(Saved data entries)
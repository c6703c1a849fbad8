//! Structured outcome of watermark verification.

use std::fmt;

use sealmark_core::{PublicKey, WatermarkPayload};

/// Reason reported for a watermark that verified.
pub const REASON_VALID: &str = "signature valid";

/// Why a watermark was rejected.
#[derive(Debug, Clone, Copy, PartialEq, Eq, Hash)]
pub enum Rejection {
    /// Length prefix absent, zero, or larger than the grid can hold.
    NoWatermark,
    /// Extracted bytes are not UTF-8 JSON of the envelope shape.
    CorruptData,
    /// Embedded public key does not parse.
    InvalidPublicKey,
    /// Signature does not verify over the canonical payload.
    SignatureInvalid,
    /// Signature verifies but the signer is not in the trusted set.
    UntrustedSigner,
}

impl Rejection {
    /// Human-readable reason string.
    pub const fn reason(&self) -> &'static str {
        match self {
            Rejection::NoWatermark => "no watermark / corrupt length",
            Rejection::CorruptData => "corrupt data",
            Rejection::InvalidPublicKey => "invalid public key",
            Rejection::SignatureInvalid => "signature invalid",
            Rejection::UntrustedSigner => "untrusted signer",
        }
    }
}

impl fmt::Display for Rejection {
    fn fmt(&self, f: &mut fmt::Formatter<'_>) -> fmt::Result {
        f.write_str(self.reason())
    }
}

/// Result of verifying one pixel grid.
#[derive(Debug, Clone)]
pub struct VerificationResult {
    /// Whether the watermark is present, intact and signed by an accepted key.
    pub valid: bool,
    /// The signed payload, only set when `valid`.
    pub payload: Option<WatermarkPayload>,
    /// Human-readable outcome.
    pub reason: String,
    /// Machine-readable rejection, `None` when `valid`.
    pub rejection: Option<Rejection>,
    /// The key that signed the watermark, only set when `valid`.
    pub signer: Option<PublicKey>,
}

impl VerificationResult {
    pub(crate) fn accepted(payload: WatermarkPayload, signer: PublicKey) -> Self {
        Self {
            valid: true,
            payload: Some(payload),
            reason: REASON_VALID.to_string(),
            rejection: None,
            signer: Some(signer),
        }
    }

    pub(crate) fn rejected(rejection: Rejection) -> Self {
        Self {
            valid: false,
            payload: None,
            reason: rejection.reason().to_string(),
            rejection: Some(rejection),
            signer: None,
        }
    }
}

--

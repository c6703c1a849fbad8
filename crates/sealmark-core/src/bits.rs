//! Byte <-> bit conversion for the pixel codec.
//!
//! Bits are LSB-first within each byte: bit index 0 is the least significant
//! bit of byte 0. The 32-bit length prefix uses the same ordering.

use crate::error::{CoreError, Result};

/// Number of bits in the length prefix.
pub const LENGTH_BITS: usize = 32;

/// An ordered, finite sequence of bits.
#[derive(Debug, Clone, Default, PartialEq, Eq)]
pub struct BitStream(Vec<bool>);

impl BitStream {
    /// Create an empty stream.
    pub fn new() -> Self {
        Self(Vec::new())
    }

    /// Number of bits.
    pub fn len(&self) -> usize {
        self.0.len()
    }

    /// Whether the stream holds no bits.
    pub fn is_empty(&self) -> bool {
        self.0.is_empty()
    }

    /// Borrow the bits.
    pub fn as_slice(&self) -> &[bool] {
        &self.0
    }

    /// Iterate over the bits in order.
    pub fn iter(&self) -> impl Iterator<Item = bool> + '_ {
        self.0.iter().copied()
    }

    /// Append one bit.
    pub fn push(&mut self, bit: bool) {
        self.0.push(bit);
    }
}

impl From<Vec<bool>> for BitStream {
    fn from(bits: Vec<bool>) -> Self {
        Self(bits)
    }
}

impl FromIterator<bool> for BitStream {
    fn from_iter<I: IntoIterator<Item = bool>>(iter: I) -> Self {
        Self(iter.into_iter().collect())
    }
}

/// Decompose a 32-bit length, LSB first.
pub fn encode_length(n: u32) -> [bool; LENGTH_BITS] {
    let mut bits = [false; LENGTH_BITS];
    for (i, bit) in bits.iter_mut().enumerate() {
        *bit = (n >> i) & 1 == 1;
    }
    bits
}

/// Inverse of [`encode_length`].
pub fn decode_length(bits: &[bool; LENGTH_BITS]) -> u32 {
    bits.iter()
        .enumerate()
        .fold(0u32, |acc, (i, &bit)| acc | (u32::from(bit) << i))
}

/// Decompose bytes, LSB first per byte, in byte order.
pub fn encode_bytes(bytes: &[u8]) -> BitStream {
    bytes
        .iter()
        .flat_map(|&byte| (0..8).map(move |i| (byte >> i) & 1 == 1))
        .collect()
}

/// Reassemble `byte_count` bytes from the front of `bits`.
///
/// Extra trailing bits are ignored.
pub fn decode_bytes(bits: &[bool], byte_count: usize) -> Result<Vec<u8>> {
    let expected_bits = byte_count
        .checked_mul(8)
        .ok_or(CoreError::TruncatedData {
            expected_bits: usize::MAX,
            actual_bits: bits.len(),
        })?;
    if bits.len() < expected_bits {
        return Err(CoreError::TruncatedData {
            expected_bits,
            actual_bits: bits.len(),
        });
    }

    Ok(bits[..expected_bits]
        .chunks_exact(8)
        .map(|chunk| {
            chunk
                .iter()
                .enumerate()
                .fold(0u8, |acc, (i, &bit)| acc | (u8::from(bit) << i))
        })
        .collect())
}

==

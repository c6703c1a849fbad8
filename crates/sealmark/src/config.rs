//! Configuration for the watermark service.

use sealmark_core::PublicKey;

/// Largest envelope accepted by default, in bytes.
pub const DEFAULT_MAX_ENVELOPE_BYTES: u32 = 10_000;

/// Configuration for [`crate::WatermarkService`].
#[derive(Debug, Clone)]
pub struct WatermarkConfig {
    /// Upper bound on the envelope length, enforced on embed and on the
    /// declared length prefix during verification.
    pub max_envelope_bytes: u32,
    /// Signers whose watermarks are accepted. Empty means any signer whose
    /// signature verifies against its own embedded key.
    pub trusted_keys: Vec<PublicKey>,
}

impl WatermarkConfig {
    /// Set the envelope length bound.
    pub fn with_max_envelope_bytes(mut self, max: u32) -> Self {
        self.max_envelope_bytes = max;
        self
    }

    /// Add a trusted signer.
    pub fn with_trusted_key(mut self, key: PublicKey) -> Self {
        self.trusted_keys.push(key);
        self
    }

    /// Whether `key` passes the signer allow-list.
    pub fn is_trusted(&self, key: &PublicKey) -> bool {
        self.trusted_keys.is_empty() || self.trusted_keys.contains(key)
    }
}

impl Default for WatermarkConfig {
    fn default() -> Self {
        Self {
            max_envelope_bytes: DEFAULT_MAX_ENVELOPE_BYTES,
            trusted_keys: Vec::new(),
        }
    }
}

What you should do: Filter the entries and keep only the lines holding "Some".

Output for this exercise:
            payload: Some(payload),
            signer: Some(signer),
            rejection: Some(rejection),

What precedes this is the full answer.